Des papiers Ô mérite

« Pour ce sans-papiers, c’est un rêve qui devient aujourd’hui réalité. L’homme, arrivé sur le sol français il y a un peu plus d’un an, a finalement obtenu une régularisation après avoir sauvé une jeune femme d’une tentative de viol. Un acte héroïque. »

La loi prévoit en effet qu’un étranger puisse être admis au séjour si des « considérations humanitaires ou des motifs exceptionnels existent ». Il faut alors « apporter la preuve d’éléments liés à un talent exceptionnel ou des services à la collectivité ».  

Je suis toujours dubitative face à ces sujets que je trouve sensibles. Je ne peux pas m’empêcher de penser à toutes ces personnes en attente d’une régularisation. Je vois tous ces jeunes que j’ai accompagnés, qui suivent scrupuleusement tous les conseils qu’on leur donne pour rentrer dans les cases et espérer obtenir leur titre de séjour. Je vois tous ces parcours qui volent en éclat pour des raisons purement administratives et éminemment politiques, toutes ces histoires de vie et toutes ces personnes bafouées. 

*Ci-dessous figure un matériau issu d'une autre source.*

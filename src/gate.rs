// SPDX-FileCopyrightText: Copyright (c) 2025 NVIDIA CORPORATION & AFFILIATES. All rights reserved.
// SPDX-License-Identifier: Apache-2.0

//! Manual-reset and auto-reset gates.
//!
//! [`ManualGate`] releases every waiter when opened and stays open until
//! reset. [`AutoGate`] releases exactly one waiter per `set`, in FIFO order,
//! and stays open for a single pass-through when nobody is waiting.

use std::collections::VecDeque;
use std::sync::atomic::{AtomicBool, Ordering};
use std::sync::Arc;

use tokio::sync::{oneshot, Notify};

/// One open/closed generation of a [`ManualGate`].
///
/// Waiters hold the cell that was current when they called `wait`, so a
/// later `reset` swaps in a fresh cell without un-opening the gate for
/// anybody already waiting on (or woken by) the old one.
struct GateCell {
    open: AtomicBool,
    notify: Notify,
}

impl GateCell {
    fn new(open: bool) -> Self {
        Self {
            open: AtomicBool::new(open),
            notify: Notify::new(),
        }
    }
}

/// Manual-reset gate. Cheap to clone; clones share the same gate.
#[derive(Clone)]
pub struct ManualGate {
    cell: Arc<parking_lot::Mutex<Arc<GateCell>>>,
}

impl ManualGate {
    pub fn new(initially_open: bool) -> Self {
        Self {
            cell: Arc::new(parking_lot::Mutex::new(Arc::new(GateCell::new(
                initially_open,
            )))),
        }
    }

    /// Wait until the gate is open.
    pub async fn wait(&self) {
        let cell = self.cell.lock().clone();
        loop {
            // Register interest before re-checking so a concurrent `set`
            // between the check and the await cannot be missed.
            let notified = cell.notify.notified();
            if cell.open.load(Ordering::Acquire) {
                return;
            }
            notified.await;
        }
    }

    /// Open the gate, releasing all current waiters. Idempotent.
    pub fn set(&self) {
        let cell = self.cell.lock().clone();
        cell.open.store(true, Ordering::Release);
        cell.notify.notify_waiters();
    }

    /// Close the gate again, iff it is currently open.
    ///
    /// Concurrent resets converge on a single swap: whichever reset observes
    /// the open cell replaces it, and the rest see an already-closed gate.
    pub fn reset(&self) {
        let mut slot = self.cell.lock();
        if slot.open.load(Ordering::Acquire) {
            *slot = Arc::new(GateCell::new(false));
        }
    }
}

/// Auto-reset gate. Cheap to clone; clones share the same gate.
#[derive(Clone)]
pub struct AutoGate {
    inner: Arc<parking_lot::Mutex<AutoGateState>>,
}

struct AutoGateState {
    /// Holds a stored signal only while the waiter queue is empty.
    signalled: bool,
    waiters: VecDeque<oneshot::Sender<()>>,
}

impl AutoGate {
    pub fn new(initially_open: bool) -> Self {
        Self {
            inner: Arc::new(parking_lot::Mutex::new(AutoGateState {
                signalled: initially_open,
                waiters: VecDeque::new(),
            })),
        }
    }

    /// Wait for one signal. A stored signal is consumed without suspending.
    pub async fn wait(&self) {
        let rx = {
            let mut state = self.inner.lock();
            if state.signalled {
                state.signalled = false;
                return;
            }
            let (tx, rx) = oneshot::channel();
            state.waiters.push_back(tx);
            rx
        };
        let _ = rx.await;
    }

    /// Release the first live waiter, or store the signal if none is
    /// waiting.
    pub fn set(&self) {
        let mut state = self.inner.lock();
        loop {
            match state.waiters.pop_front() {
                Some(tx) => {
                    if tx.send(()).is_ok() {
                        return;
                    }
                    // Abandoned waiter; the signal goes to the next one.
                }
                None => {
                    state.signalled = true;
                    return;
                }
            }
        }
    }
}
// SPDX-FileCopyrightText: Copyright (c) 2025 NVIDIA CORPORATION & AFFILIATES. All rights reserved.
// SPDX-License-Identifier: Apache-2.0

//! Periodic runner.
//!
//! [`Poller`] invokes an async callback with a fixed pause between the end
//! of one invocation and the start of the next. The inter-run wait goes
//! through a [`CancellableDelay`], so [`wake`](Poller::wake) ends the
//! current wait early and a parent cancellation ends the loop at its next
//! suspension point. Callback failures are routed to the unhandled-failure
//! hook and never tear the loop down.

use std::sync::atomic::{AtomicBool, Ordering};
use std::sync::Arc;

use tokio::time::Duration;
use tokio_util::sync::CancellationToken;

use crate::callback::JobFn;
use crate::delay::CancellableDelay;
use crate::error::{CoordError, Result};
use crate::failure::FailureHook;

/// Periodic async runner. Cheap to clone; clones share the same runner.
#[derive(Clone)]
pub struct Poller {
    inner: Arc<PollerInner>,
}

struct PollerInner {
    callback: JobFn,
    interval: Duration,
    parent: CancellationToken,
    delay: CancellableDelay,
    started: AtomicBool,
    busy: AtomicBool,
    completed: AtomicBool,
    cancelled: AtomicBool,
    failure: FailureHook,
}

impl Poller {
    /// Create a runner that invokes `callback` every `interval`, measured
    /// from the end of one invocation to the start of the next.
    pub fn new(callback: JobFn, interval: Duration, parent: CancellationToken) -> Self {
        let delay = CancellableDelay::new(parent.clone());
        Self {
            inner: Arc::new(PollerInner {
                callback,
                interval,
                parent,
                delay,
                started: AtomicBool::new(false),
                busy: AtomicBool::new(false),
                completed: AtomicBool::new(false),
                cancelled: AtomicBool::new(false),
                failure: FailureHook::default(),
            }),
        }
    }

    /// Start the loop with the first invocation running immediately.
    pub fn start(&self) -> Result<()> {
        self.start_inner(None)
    }

    /// Start the loop after an initial delay.
    ///
    /// A parent cancellation during the initial delay completes the runner
    /// without a single invocation.
    pub fn start_after(&self, initial_delay: Duration) -> Result<()> {
        self.start_inner(Some(initial_delay))
    }

    fn start_inner(&self, initial_delay: Option<Duration>) -> Result<()> {
        if self
            .inner
            .started
            .compare_exchange(false, true, Ordering::AcqRel, Ordering::Acquire)
            .is_err()
        {
            return Err(CoordError::AlreadyStarted);
        }
        let inner = self.inner.clone();
        tokio::spawn(async move { inner.run(initial_delay).await });
        Ok(())
    }

    /// End the current inter-run wait early.
    pub fn wake(&self) -> Result<()> {
        if !self.inner.started.load(Ordering::Acquire) {
            return Err(CoordError::NotStarted);
        }
        self.inner.delay.cancel();
        Ok(())
    }

    /// Install the unhandled-failure handler. The handler returns `true`
    /// when it considers the failure handled.
    pub fn on_unhandled_failure<F>(&self, handler: F)
    where
        F: Fn(&anyhow::Error) -> bool + Send + Sync + 'static,
    {
        self.inner.failure.set(handler);
    }

    pub fn is_started(&self) -> bool {
        self.inner.started.load(Ordering::Acquire)
    }

    /// Best-effort observable: true while the callback is executing.
    pub fn is_busy(&self) -> bool {
        self.inner.busy.load(Ordering::Acquire)
    }

    pub fn is_active(&self) -> bool {
        self.is_started() && !self.is_completed()
    }

    pub fn is_completed(&self) -> bool {
        self.inner.completed.load(Ordering::Acquire)
    }

    pub fn is_cancelled(&self) -> bool {
        self.inner.cancelled.load(Ordering::Acquire) || self.inner.parent.is_cancelled()
    }
}

impl PollerInner {
    async fn run(self: Arc<Self>, initial_delay: Option<Duration>) {
        if let Some(d) = initial_delay {
            if self.delay.delay(d).await.is_err() {
                self.finish();
                return;
            }
        }
        loop {
            if self.parent.is_cancelled() {
                self.finish();
                return;
            }

            self.busy.store(true, Ordering::Release);
            let result = (self.callback)(self.parent.child_token()).await;
            self.busy.store(false, Ordering::Release);
            if let Err(err) = result {
                self.failure.dispatch(&self.parent, &err);
            }

            if self.parent.is_cancelled() {
                self.finish();
                return;
            }
            if self.delay.delay(self.interval).await.is_err() {
                self.finish();
                return;
            }
        }
    }

    /// The loop only ends on parent cancellation.
    fn finish(&self) {
        self.cancelled.store(true, Ordering::Release);
        self.completed.store(true, Ordering::Release);
    }
}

Un jeune m’a dit une fois « Mais je dois faire quoi moi ? ». Cette semaine-là, on entendait dans les médias qu’un jeune malien sans papiers, salué en héros après avoir sauvé un enfant, était reçu à l’Élysée. Il allait être régularisé et naturalisé français pour son acte. Ce fait, largement médiatisé, avait ébranlé bon nombre de jeunes accompagnés par notre service et fait débat. Avec certains on pouvait en rire car l’humour aide parfois à faire passer la pilule, avec d’autres il a vraiment été nécessaire de leur nommer qu’ils avaient leur place ici, en France. Ils ont eu besoin d’entendre qu’ils pourraient un jour avoir une carte de séjour sans forcément sauver la vie d’un citoyen, considérant pourtant qu’ils ont bien souvent dû sauver la leur… . 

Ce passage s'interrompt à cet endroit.